Your given parameters (50 mm focal length, 25 mm aperture diameter) are in the realm of commercial camera lenses, but even those don't give nearly diffraction limited performance over such a wide field. See for instance this Nikon 50 mm f/1.8 lens: http://imaging.nikon.com/lineup/lens/singlefocal/normal/af-s_50mmf_18g/ That page has a chart showing the modulation transfer function (MTF), which depicts how the MTF declines significantly as you move away from the optical axis. And that's for a seven lens system, one of which is an aspheric surface. A single lens is going to be totally dominated by low-order aberrations off axis. It's possible to model such effects in poppy, but that requires having an input model describing the wavefront error as a function of field angle, for instance as derived from the optical model of the lens.

— Reply to this email directly or view it on GitHub https://github.com/mperrin/poppy/issues/135#issuecomment-159693145.

Dr. Gary Pajer Senior Technical Staff Princeton Satellite Systems 6 Market Street, Suite 926 Plainsboro, NJ 08536-2096 609 275-9606 http://www.psatellite.com Visit our blog http://blog.psatellite.com.

Dr. Gary Pajer Senior Technical Staff Princeton Satellite Systems 6 Market Street, Suite 926 Plainsboro, NJ 08536-2096 609 275-9606 http://www.psatellite.com Visit our blog http://blog.psatellite.com.

gapster commented 8 years ago

Having given this some thought, I think I could make progress if I can understand how/where the sampling of the pupil is set. Before dealing with oversampling, I'd like to figure out how to have my pupil plane and detector plane have the same size arrays. I'm most familiar with the DFT when the direct space and transform space are the same size.

mperrin commented 8 years ago

Hi @gapster

First let me apologize for not responding back in December - as you can imagine that was a busy time of year for a lot of reasons! Please let me know if you are still having questions with this and I will work to help get them cleared up.

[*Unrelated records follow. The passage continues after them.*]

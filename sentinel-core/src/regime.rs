//! Regime Classifier: indicator bundle + recent closes → coarse market label.
//!
//! A pure decision table, first match wins. There is no hysteresis; callers
//! that classify continuously must debounce label changes themselves.

use std::fmt;

use serde::{Deserialize, Serialize};

use crate::error::{CoreError, Result};
use crate::snapshot::IndicatorBundle;

#[derive(Debug, Clone, Copy, PartialEq, Eq, Hash, Serialize, Deserialize)]
#[serde(rename_all = "SCREAMING_SNAKE_CASE")]
pub enum RegimeLabel {
    Bull,
    EarlyBull,
    Bear,
    Range,
    Volatile,
    Unknown,
}

impl RegimeLabel {
    pub fn is_bullish(&self) -> bool {
        matches!(self, RegimeLabel::Bull | RegimeLabel::EarlyBull)
    }
}

impl fmt::Display for RegimeLabel {
    fn fmt(&self, f: &mut fmt::Formatter<'_>) -> fmt::Result {
        f.write_str(match self {
            RegimeLabel::Bull => "BULL",
            RegimeLabel::EarlyBull => "EARLY_BULL",
            RegimeLabel::Bear => "BEAR",
            RegimeLabel::Range => "RANGE",
            RegimeLabel::Volatile => "VOLATILE",
            RegimeLabel::Unknown => "UNKNOWN",
        })
    }
}

#[derive(Debug, Clone, PartialEq, Serialize, Deserialize)]
pub struct RegimeAssessment {
    pub label: RegimeLabel,
    pub can_trade: bool,
    pub reason: String,
}

#[derive(Debug, Clone, PartialEq, Serialize, Deserialize)]
#[serde(deny_unknown_fields, default)]
pub struct RegimeConfig {
    /// Candle volatility above this forces VOLATILE.
    pub volatility_ceiling_pct: f64,
    /// EMA spread (percent of price) that confirms a trend.
    pub strong_trend_pct: f64,
    /// EMA spread that, with rising closes, marks an early uptrend.
    pub early_trend_pct: f64,
    /// Recent closes inspected for the early-bull slope.
    pub slope_bars: usize,
    pub trade_in_bear: bool,
    pub trade_in_range: bool,
}

impl Default for RegimeConfig {
    fn default() -> Self {
        Self {
            volatility_ceiling_pct: 10.0,
            strong_trend_pct: 1.5,
            early_trend_pct: 0.5,
            slope_bars: 5,
            trade_in_bear: true,
            trade_in_range: true,
        }
    }
}

impl RegimeConfig {
    pub fn validate(&self) -> Result<()> {
        if !(self.volatility_ceiling_pct > 0.0) {
            return Err(CoreError::InvalidConfig("volatility_ceiling_pct must be > 0".into()));
        }
        if !(self.early_trend_pct >= 0.0 && self.early_trend_pct <= self.strong_trend_pct) {
            return Err(CoreError::InvalidConfig(format!(
                "early_trend_pct ({}) must lie in [0, strong_trend_pct ({})]",
                self.early_trend_pct, self.strong_trend_pct
            )));
        }
        if self.slope_bars < 2 {
            return Err(CoreError::InvalidConfig("slope_bars must be >= 2".into()));
        }
        Ok(())
    }
}

pub fn classify(
    bundle: &IndicatorBundle,
    recent_closes: &[f64],
    config: &RegimeConfig,
) -> RegimeAssessment {
    if bundle.volatility_pct > config.volatility_ceiling_pct {
        return RegimeAssessment {
            label: RegimeLabel::Volatile,
            can_trade: false,
            reason: format!(
                "volatility {:.2}% above ceiling {:.2}%",
                bundle.volatility_pct, config.volatility_ceiling_pct
            ),
        };
    }

    let (Some(fast), Some(slow)) = (bundle.ema_fast, bundle.ema_slow) else {
        return RegimeAssessment {
            label: RegimeLabel::Unknown,
            can_trade: false,
            reason: "trend EMAs unavailable".into(),
        };
    };
    let strength = (fast - slow).abs() / bundle.close * 100.0;

    if fast > slow && strength >= config.strong_trend_pct {
        return RegimeAssessment {
            label: RegimeLabel::Bull,
            can_trade: true,
            reason: format!("fast EMA above slow, trend strength {strength:.2}%"),
        };
    }
    if fast > slow
        && strength >= config.early_trend_pct
        && closes_rising(recent_closes, config.slope_bars)
    {
        return RegimeAssessment {
            label: RegimeLabel::EarlyBull,
            can_trade: true,
            reason: format!(
                "fast EMA above slow, trend strength {strength:.2}% with rising closes"
            ),
        };
    }
    if fast < slow && strength >= config.strong_trend_pct {
        return RegimeAssessment {
            label: RegimeLabel::Bear,
            can_trade: config.trade_in_bear,
            reason: format!("fast EMA below slow, trend strength {strength:.2}%"),
        };
    }
    RegimeAssessment {
        label: RegimeLabel::Range,
        can_trade: config.trade_in_range,
        reason: format!("no confirmed trend, strength {strength:.2}%"),
    }
}

/// Net rise across the last `bars` closes with at least half the steps up.
fn closes_rising(closes: &[f64], bars: usize) -> bool {
    let start = closes.len().saturating_sub(bars);
    let tail = &closes[start..];
    if tail.len() < 2 {
        return false;
    }
    let ups = tail.windows(2).filter(|w| w[1] > w[0]).count();
    let steps = tail.len() - 1;
    tail[tail.len() - 1] > tail[0] && ups * 2 >= steps
}
//! Market conditions shared by every analyst.

use std::collections::BTreeSet;
use std::fmt;

use sentinel_core::domain::{Direction, Signal};
use sentinel_core::regime::RegimeLabel;
use sentinel_core::snapshot::IndicatorBundle;
use serde::{Deserialize, Serialize};

#[derive(Debug, Clone, Copy, PartialEq, Eq, PartialOrd, Ord, Hash, Serialize, Deserialize)]
#[serde(rename_all = "snake_case")]
pub enum Condition {
    Oversold,
    Overbought,
    Fear,
    Greed,
    Extremes,
    Volatility,
    Momentum,
    Breakout,
    Ranging,
    LowVolume,
    UnclearTrend,
    DeepValue,
    SystemSignal,
    NoSignal,
    GoodRiskReward,
    BadRiskReward,
    ClearStop,
    UnclearStop,
}

impl Condition {
    pub fn as_str(&self) -> &'static str {
        match self {
            Condition::Oversold => "oversold",
            Condition::Overbought => "overbought",
            Condition::Fear => "fear",
            Condition::Greed => "greed",
            Condition::Extremes => "extremes",
            Condition::Volatility => "volatility",
            Condition::Momentum => "momentum",
            Condition::Breakout => "breakout",
            Condition::Ranging => "ranging",
            Condition::LowVolume => "low volume",
            Condition::UnclearTrend => "unclear trend",
            Condition::DeepValue => "deep value",
            Condition::SystemSignal => "system signal",
            Condition::NoSignal => "no signal",
            Condition::GoodRiskReward => "good risk/reward",
            Condition::BadRiskReward => "bad risk/reward",
            Condition::ClearStop => "clear stop",
            Condition::UnclearStop => "unclear stop",
        }
    }
}

impl fmt::Display for Condition {
    fn fmt(&self, f: &mut fmt::Formatter<'_>) -> fmt::Result {
        f.write_str(self.as_str())
    }
}

/// Thresholds that turn indicator values into conditions.
#[derive(Debug, Clone, PartialEq, Serialize, Deserialize)]
#[serde(deny_unknown_fields, default)]
pub struct ConditionThresholds {
    pub oversold_rsi: f64,
    pub overbought_rsi: f64,
    /// Trailing drop (percent) that counts as fear; mirrored for greed.
    pub fear_greed_pct: f64,
    pub extreme_move_pct: f64,
    pub volatile_move_pct: f64,
    pub momentum_pct: f64,
    pub deep_value_pct: f64,
    pub ranging_pct: f64,
    pub breakout_volume_ratio: f64,
    pub low_volume_ratio: f64,
    /// RSI under which the system is considered to be signalling when the
    /// scorer produced no candidate.
    pub system_rsi: f64,
    pub good_risk_reward: f64,
}

impl Default for ConditionThresholds {
    fn default() -> Self {
        Self {
            oversold_rsi: 30.0,
            overbought_rsi: 70.0,
            fear_greed_pct: 5.0,
            extreme_move_pct: 7.0,
            volatile_move_pct: 5.0,
            momentum_pct: 3.0,
            deep_value_pct: 10.0,
            ranging_pct: 2.0,
            breakout_volume_ratio: 1.5,
            low_volume_ratio: 0.8,
            system_rsi: 40.0,
            good_risk_reward: 1.5,
        }
    }
}

/// The active conditions for one evaluation.
#[derive(Debug, Clone, Default, PartialEq, Eq, Serialize, Deserialize)]
pub struct MarketConditions {
    active: BTreeSet<Condition>,
}

impl MarketConditions {
    pub fn evaluate(
        bundle: &IndicatorBundle,
        regime: RegimeLabel,
        signal: Option<&Signal>,
        t: &ConditionThresholds,
    ) -> Self {
        let mut active = BTreeSet::new();
        let mut set = |c: Condition, on: bool| {
            if on {
                active.insert(c);
            }
        };

        let rsi = bundle.rsi;
        set(Condition::Oversold, rsi.is_some_and(|r| r < t.oversold_rsi));
        set(Condition::Overbought, rsi.is_some_and(|r| r > t.overbought_rsi));

        // Absent change is treated as "no move" for every move-based condition.
        let change = bundle.trailing_change_pct.or(bundle.change_pct);
        let moved = |f: &dyn Fn(f64) -> bool| change.is_some_and(f);
        set(Condition::Fear, moved(&|c| c < -t.fear_greed_pct));
        set(Condition::Greed, moved(&|c| c > t.fear_greed_pct));
        set(Condition::Extremes, moved(&|c| c.abs() > t.extreme_move_pct));
        set(Condition::Volatility, moved(&|c| c.abs() > t.volatile_move_pct));
        set(Condition::Momentum, moved(&|c| c > t.momentum_pct));
        set(Condition::DeepValue, moved(&|c| c < -t.deep_value_pct));
        set(Condition::Ranging, change.map_or(true, |c| c.abs() < t.ranging_pct));

        let volume = bundle.volume_ratio;
        set(
            Condition::Breakout,
            bundle.is_uptrend() == Some(true)
                && bundle.ema_fast.is_some_and(|f| bundle.close > f)
                && volume.is_some_and(|v| v > t.breakout_volume_ratio),
        );
        set(Condition::LowVolume, volume.is_some_and(|v| v < t.low_volume_ratio));
        set(
            Condition::UnclearTrend,
            matches!(regime, RegimeLabel::Range | RegimeLabel::Unknown),
        );

        match signal.filter(|s| s.direction.is_directional()) {
            Some(s) => {
                set(Condition::SystemSignal, true);
                let rr = s.risk_reward();
                set(Condition::GoodRiskReward, rr.is_some_and(|r| r >= t.good_risk_reward));
                set(Condition::BadRiskReward, rr.map_or(true, |r| r < t.good_risk_reward));
                set(Condition::ClearStop, s.levels_ordered());
                set(Condition::UnclearStop, !s.levels_ordered());
            }
            None => {
                set(Condition::SystemSignal, rsi.is_some_and(|r| r < t.system_rsi));
                set(Condition::NoSignal, true);
            }
        }

        Self { active }
    }

    pub fn has(&self, condition: Condition) -> bool {
        self.active.contains(&condition)
    }

    pub fn iter(&self) -> impl Iterator<Item = Condition> + '_ {
        self.active.iter().copied()
    }

    pub fn len(&self) -> usize {
        self.active.len()
    }

    pub fn is_empty(&self) -> bool {
        self.active.is_empty()
    }
}

/// True when the candidate signal trades with the bullish side.
pub fn signal_is_long(signal: Option<&Signal>) -> bool {
    signal.is_some_and(|s| s.direction == Direction::Long)
}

The default pupil sampling is set in a non-obvious way: either it's hard coded as 1024, or else if the first optic in the OpticalSystem has a specified shape that is used instead. In your example code above the CircularAperture doesn't have a specific size, so the 1024 is used. This is in OpticalSystem.inputWavefront().

The Fresnel Optical System class is better since it has an npix parameter in the optical system constructor. We should move that to the Fraunhofer code too.

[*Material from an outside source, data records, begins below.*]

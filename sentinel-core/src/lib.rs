//! Sentinel Core: pure signal-evaluation components.
//!
//! - Domain types (candles, order books, signals, positions, outcomes)
//! - Indicators with NaN warmup and a snapshot builder that turns them into
//!   an indicator bundle
//! - Regime classification and the tradability gate
//! - Signal scoring through an ordered hard-filter chain with a trace
//! - ATR-based risk parameters
//! - Bar-by-bar trade outcome simulation with loss-cause tags
//! - Free-text signal parsing and sanity validation
//!
//! Nothing in this crate performs I/O or holds state between calls.

pub mod config;
pub mod domain;
pub mod error;
pub mod indicators;
pub mod regime;
pub mod risk;
pub mod scoring;
pub mod simulator;
pub mod snapshot;
pub mod validator;

pub use config::SystemConfig;
pub use error::{CoreError, Result};
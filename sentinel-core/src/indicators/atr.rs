//! Average True Range (ATR).
//!
//! True Range: max(high-low, |high-prev_close|, |low-prev_close|)
//! ATR is the rolling simple mean of the last `period` true ranges.
//! TR[0] has no previous close and is excluded, so the first value lands at
//! index `period`.

use crate::domain::Candle;

use super::Indicator;

#[derive(Debug, Clone)]
pub struct Atr {
    period: usize,
    name: String,
}

impl Atr {
    pub fn new(period: usize) -> Self {
        assert!(period >= 1, "ATR period must be >= 1");
        Self {
            period,
            name: format!("atr_{period}"),
        }
    }
}

/// True Range series. TR[0] = high[0] - low[0].
pub fn true_range(candles: &[Candle]) -> Vec<f64> {
    let mut tr = Vec::with_capacity(candles.len());
    for (i, c) in candles.iter().enumerate() {
        if i == 0 {
            tr.push(c.high - c.low);
            continue;
        }
        let pc = candles[i - 1].close;
        tr.push((c.high - c.low).max((c.high - pc).abs()).max((c.low - pc).abs()));
    }
    tr
}

impl Indicator for Atr {
    fn name(&self) -> &str {
        &self.name
    }

    fn lookback(&self) -> usize {
        self.period
    }

    fn compute(&self, candles: &[Candle]) -> Vec<f64> {
        let n = candles.len();
        let mut result = vec![f64::NAN; n];
        if n < self.period + 1 {
            return result;
        }

        let tr = true_range(candles);
        let mut sum: f64 = tr[1..=self.period].iter().sum();
        result[self.period] = sum / self.period as f64;

        for i in (self.period + 1)..n {
            sum += tr[i] - tr[i - self.period];
            if sum.is_nan() {
                // Recompute so one NaN does not poison the rest of the series.
                sum = tr[(i + 1 - self.period)..=i].iter().sum();
            }
            let atr = sum / self.period as f64;
            // Rolling float drift can dip below zero on flat series.
            result[i] = if atr < 0.0 { 0.0 } else { atr };
        }

        result
    }
}

#[cfg(test)]
mod tests {
    use super::*;
    use crate::indicators::{assert_approx, DEFAULT_EPSILON};
    use chrono::TimeZone;

    fn make_ohlc_candles(data: &[(f64, f64, f64, f64)]) -> Vec<Candle> {
        let base = chrono::Utc.with_ymd_and_hms(2024, 1, 2, 0, 0, 0).unwrap();
        data.iter()
            .enumerate()
            .map(|(i, &(open, high, low, close))| Candle {
                timestamp: base + chrono::TimeDelta::hours(i as i64),
                open,
                high,
                low,
                close,
                volume: 1000.0,
            })
            .collect()
    }

    #[test]
    fn true_range_basic() {
        let candles = make_ohlc_candles(&[
            (100.0, 105.0, 95.0, 102.0),  // TR = 10
            (102.0, 108.0, 100.0, 106.0), // TR = max(8, 6, 2) = 8
            (106.0, 107.0, 98.0, 99.0),   // TR = max(9, 1, 8) = 9
        ]);
        let tr = true_range(&candles);
        assert_approx(tr[0], 10.0, DEFAULT_EPSILON);
        assert_approx(tr[1], 8.0, DEFAULT_EPSILON);
        assert_approx(tr[2], 9.0, DEFAULT_EPSILON);
    }

    #[test]
    fn true_range_gap_up() {
        let candles = make_ohlc_candles(&[
            (98.0, 102.0, 97.0, 100.0),
            (110.0, 115.0, 108.0, 112.0), // TR = max(7, 15, 8) = 15
        ]);
        assert_approx(true_range(&candles)[1], 15.0, DEFAULT_EPSILON);
    }

    #[test]
    fn atr_is_rolling_mean() {
        let candles = make_ohlc_candles(&[
            (100.0, 105.0, 95.0, 102.0),
            (102.0, 108.0, 100.0, 106.0), // 8
            (106.0, 107.0, 98.0, 99.0),   // 9
            (99.0, 103.0, 97.0, 101.0),   // max(6, 4, 2) = 6
        ]);
        let atr = Atr::new(2).compute(&candles);
        assert!(atr[0].is_nan());
        assert!(atr[1].is_nan());
        assert_approx(atr[2], 8.5, DEFAULT_EPSILON);
        assert_approx(atr[3], 7.5, DEFAULT_EPSILON);
    }

    #[test]
    fn atr_of_flat_series_is_zero() {
        let candles = make_ohlc_candles(&[(100.0, 100.0, 100.0, 100.0); 6]);
        let atr = Atr::new(3).compute(&candles);
        assert_approx(atr[5], 0.0, DEFAULT_EPSILON);
    }
}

gapster commented 8 years ago

Thanks Marshall,

I still do have questions, but this is now on the "side burner" (not quite the back burner). I've been looking at another approach which may or may not be more appropriate for me. What I'm looking at is the Extended Nijboer-Zernike http://www.nijboerzernike.nl/solutions to the diffraction integral. I've also discovered that a friend of mine is a friend of Bob Vanderbei, who is a co-author of the paper on the Matrix Fourier Transform by Soummer which the Poppy site cites. Furthermore, Bob can't be more than a couple of miles from me in Princeton. We've exchanged emails, but we haven't discussed any of this yet.

I hope to get back to Poppy before too long, but that time is not now. Regards!

On Thu, Jan 21, 2016 at 2:05 PM, Marshall Perrin notifications@github.com wrote:

Hi @gapster https://github.com/gapster

First let me apologize for not responding back in December - as you can imagine that was a busy time of year for a lot of reasons! Please let me know if you are still having questions with this and I will work to help get them cleared up.

The default pupil sampling is set in a non-obvious way: either it's hard coded as 1024, or else if the first optic in the OpticalSystem has a specified shape that is used instead. In your example code above the CircularAperture doesn't have a specific size, so the 1024 is used. This is in OpticalSystem.inputWavefront().

The Fresnel Optical System class is better since it has an npix parameter in the optical system constructor. We should move that to the Fraunhofer code too.